So the question seems to become: what initiated these two requests for 2048 bytes?
Comment 3 Mark Johnston freebsd_committer freebsd_triage 2025-03-27 08:53:47 UTC
Created attachment 259079 [details]
possible patch

How much RAM does the instance have?

Does the attached patch help?
Comment 4 Dimitry Andric freebsd_committer freebsd_triage 2025-03-27 18:05:52 UTC
(In reply to Mark Johnston from comment #3)
I started initially with 3G, to keep below a 4G barrier. But since i386 seems to have PAE I increased it to 8G. But I can configure it in any way you would need.

Interestingly the patch seems to fix the issue!
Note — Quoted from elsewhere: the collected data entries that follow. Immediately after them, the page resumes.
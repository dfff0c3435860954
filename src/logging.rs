// Macros file - tracing macros are imported within the macro definitions

/// Standardized logging macros for consistent field names and message patterns across the application
///
/// These macros ensure:
/// - Consistent field naming conventions
/// - Appropriate logging levels for different scenarios
/// - Structured logging with context

// ============================================================================
// API Operation Logging Macros
// ============================================================================

/// Log the start of an API operation with consistent fields
#[macro_export]
macro_rules! log_api_start {
    ($operation:expr, question_id = $question_id:expr) => {
        tracing::debug!(
            operation = $operation,
            question_id = %$question_id,
            "API operation started"
        );
    };
    ($operation:expr, username = $username:expr) => {
        tracing::debug!(
            operation = $operation,
            username = %$username,
            "API operation started"
        );
    };
    ($operation:expr, topic = $topic:expr) => {
        tracing::debug!(
            operation = $operation,
            topic = %$topic,
            "API operation started"
        );
    };
    ($operation:expr) => {
        tracing::debug!(
            operation = $operation,
            "API operation started"
        );
    };
}

/// Log successful completion of an API operation
#[macro_export]
macro_rules! log_api_success {
    ($operation:expr, question_id = $question_id:expr, $msg:expr) => {
        tracing::info!(
            operation = $operation,
            question_id = %$question_id,
            "API operation completed: {}", $msg
        );
    };
    ($operation:expr, username = $username:expr, $msg:expr) => {
        tracing::info!(
            operation = $operation,
            username = %$username,
            "API operation completed: {}", $msg
        );
    };
    ($operation:expr, count = $count:expr, $msg:expr) => {
        tracing::info!(
            operation = $operation,
            count = $count,
            "API operation completed: {}", $msg
        );
    };
    ($operation:expr, $msg:expr) => {
        tracing::info!(
            operation = $operation,
            "API operation completed: {}", $msg
        );
    };
}

// ============================================================================
// Service Layer Logging Macros
// ============================================================================

/// Log service operation start with context
#[macro_export]
macro_rules! log_service_start {
    ($service:expr, $operation:expr, topic = $topic:expr) => {
        tracing::info!(
            service = $service,
            operation = $operation,
            topic = %$topic,
            "Service operation started"
        );
    };
    ($service:expr, $operation:expr, question_id = $question_id:expr) => {
        tracing::info!(
            service = $service,
            operation = $operation,
            question_id = %$question_id,
            "Service operation started"
        );
    };
    ($service:expr, $operation:expr) => {
        tracing::info!(
            service = $service,
            operation = $operation,
            "Service operation started"
        );
    };
}

/// Log service operation success
#[macro_export]
macro_rules! log_service_success {
    ($service:expr, $operation:expr, question_count = $count:expr, duration_ms = $duration:expr) => {
        tracing::info!(
            service = $service,
            operation = $operation,
            question_count = $count,
            duration_ms = $duration,
            "Service operation completed successfully"
        );
    };
    ($service:expr, $operation:expr, question_id = $question_id:expr, duration_ms = $duration:expr) => {
        tracing::info!(
            service = $service,
            operation = $operation,
            question_id = %$question_id,
            duration_ms = $duration,
            "Service operation completed successfully"
        );
    };
    ($service:expr, $operation:expr, $msg:expr) => {
        tracing::info!(
            service = $service,
            operation = $operation,
            "Service operation completed: {}", $msg
        );
    };
}

/// Log service operation errors
#[macro_export]
macro_rules! log_service_error {
    ($service:expr, $operation:expr, question_id = $question_id:expr, error = $error:expr) => {
        tracing::error!(
            service = $service,
            operation = $operation,
            question_id = %$question_id,
            error = %$error,
            "Service operation failed"
        );
    };
    ($service:expr, $operation:expr, error = $error:expr) => {
        tracing::error!(
            service = $service,
            operation = $operation,
            error = %$error,
            "Service operation failed"
        );
    };
}

// ============================================================================
// Database Operation Logging Macros
// ============================================================================

/// Log database operation performance and results
#[macro_export]
macro_rules! log_db_operation {
    (debug, $operation:expr, question_id = $question_id:expr, duration_ms = $duration:expr) => {
        tracing::debug!(
            component = "database",
            operation = $operation,
            question_id = %$question_id,
            duration_ms = $duration,
            "Database operation completed"
        );
    };
    (debug, $operation:expr, count = $count:expr, duration_ms = $duration:expr) => {
        tracing::debug!(
            component = "database",
            operation = $operation,
            result_count = $count,
            duration_ms = $duration,
            "Database operation completed"
        );
    };
    (info, $operation:expr, $msg:expr) => {
        tracing::info!(
            component = "database",
            operation = $operation,
            "Database operation: {}", $msg
        );
    };
    (error, $operation:expr, error = $error:expr) => {
        tracing::error!(
            component = "database",
            operation = $operation,
            error = %$error,
            "Database operation failed"
        );
    };
}

// ============================================================================
// LLM Service Logging Macros
// ============================================================================

/// Log LLM service operations with provider context
#[macro_export]
macro_rules! log_llm_operation {
    (start, $operation:expr, provider = $provider:expr, prompt_length = $length:expr) => {
        tracing::info!(
            component = "llm_service",
            operation = $operation,
            provider = %$provider,
            prompt_length = $length,
            "LLM operation started"
        );
    };
    (success, $operation:expr, provider = $provider:expr, duration_ms = $duration:expr, response_length = $length:expr) => {
        tracing::info!(
            component = "llm_service",
            operation = $operation,
            provider = %$provider,
            duration_ms = $duration,
            response_length = $length,
            "LLM operation completed successfully"
        );
    };
    (error, $operation:expr, provider = $provider:expr, error = $error:expr) => {
        tracing::error!(
            component = "llm_service",
            operation = $operation,
            provider = %$provider,
            error = %$error,
            "LLM operation failed"
        );
    };
    (warn, $operation:expr, $msg:expr) => {
        tracing::warn!(
            component = "llm_service",
            operation = $operation,
            "LLM operation warning: {}", $msg
        );
    };
}

// ============================================================================
// System Event Logging Macros
// ============================================================================

/// Log system startup and shutdown events
#[macro_export]
macro_rules! log_system_event {
    (startup, component = $component:expr, $msg:expr) => {
        tracing::info!(
            event_type = "startup",
            component = $component,
            "System event: {}",
            $msg
        );
    };
    (shutdown, component = $component:expr, $msg:expr) => {
        tracing::info!(
            event_type = "shutdown",
            component = $component,
            "System event: {}",
            $msg
        );
    };
    (config, $msg:expr) => {
        tracing::info!(event_type = "configuration", "System event: {}", $msg);
    };
}

// ============================================================================
// Validation Logging Macros
// ============================================================================

/// Log validation results consistently
#[macro_export]
macro_rules! log_validation {
    (success, $component:expr, $msg:expr) => {
        tracing::debug!(
            event_type = "validation",
            component = $component,
            result = "success",
            "Validation completed: {}", $msg
        );
    };
    (failure, $component:expr, error = $error:expr) => {
        tracing::warn!(
            event_type = "validation",
            component = $component,
            result = "failure",
            error = %$error,
            "Validation failed"
        );
    };
}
It boots to multi-user just fine now, and survives a "zpool scrub zroot".
Comment 5 Mark Johnston freebsd_committer freebsd_triage 2025-03-28 08:50:14 UTC
(In reply to Dimitry Andric from comment #4)
I'm wondering if the panic is reproducible with less than 4GB of RAM.  In particular, I guess we're bouncing the I/O pages, and since the driver doesn't keep track of the 1st page offset, this flag fixes the problem.  Could you please try, say, 3GB of RAM, and without the patch?  In particular I note that the page address passed by storvsc_xferbuf_prepare() is a uint64_t, so maybe we can avoid bouncing entirely on i386.

If that works, it still doesn't explain why we need to disable the assertion on arm64.  Can we try the same test from comment 2 on arm64?
Comment 6 Dimitry Andric freebsd_committer freebsd_triage 2025-03-28 20:01:19 UTC
(In reply to Mark Johnston from comment #5)
> Could you please try, say, 3GB of RAM, and without the patch?

With 3G of RAM it boots fine, without the patch!

If I increase to 4G, it panics with "storvsc recvbuf is not large enough". If I increase to 5G or larger, it panics with "invalid 1st page, ofs 0x378f000, len 2048", so I suppose it then switches to PAE mode?
Comment 7 Mark Johnston freebsd_committer freebsd_triage 2025-03-29 08:38:53 UTC
Created attachment 259144 [details]
possible patch

(In reply to Dimitry Andric from comment #6)
> If I increase to 4G, it panics with "storvsc recvbuf is not large enough".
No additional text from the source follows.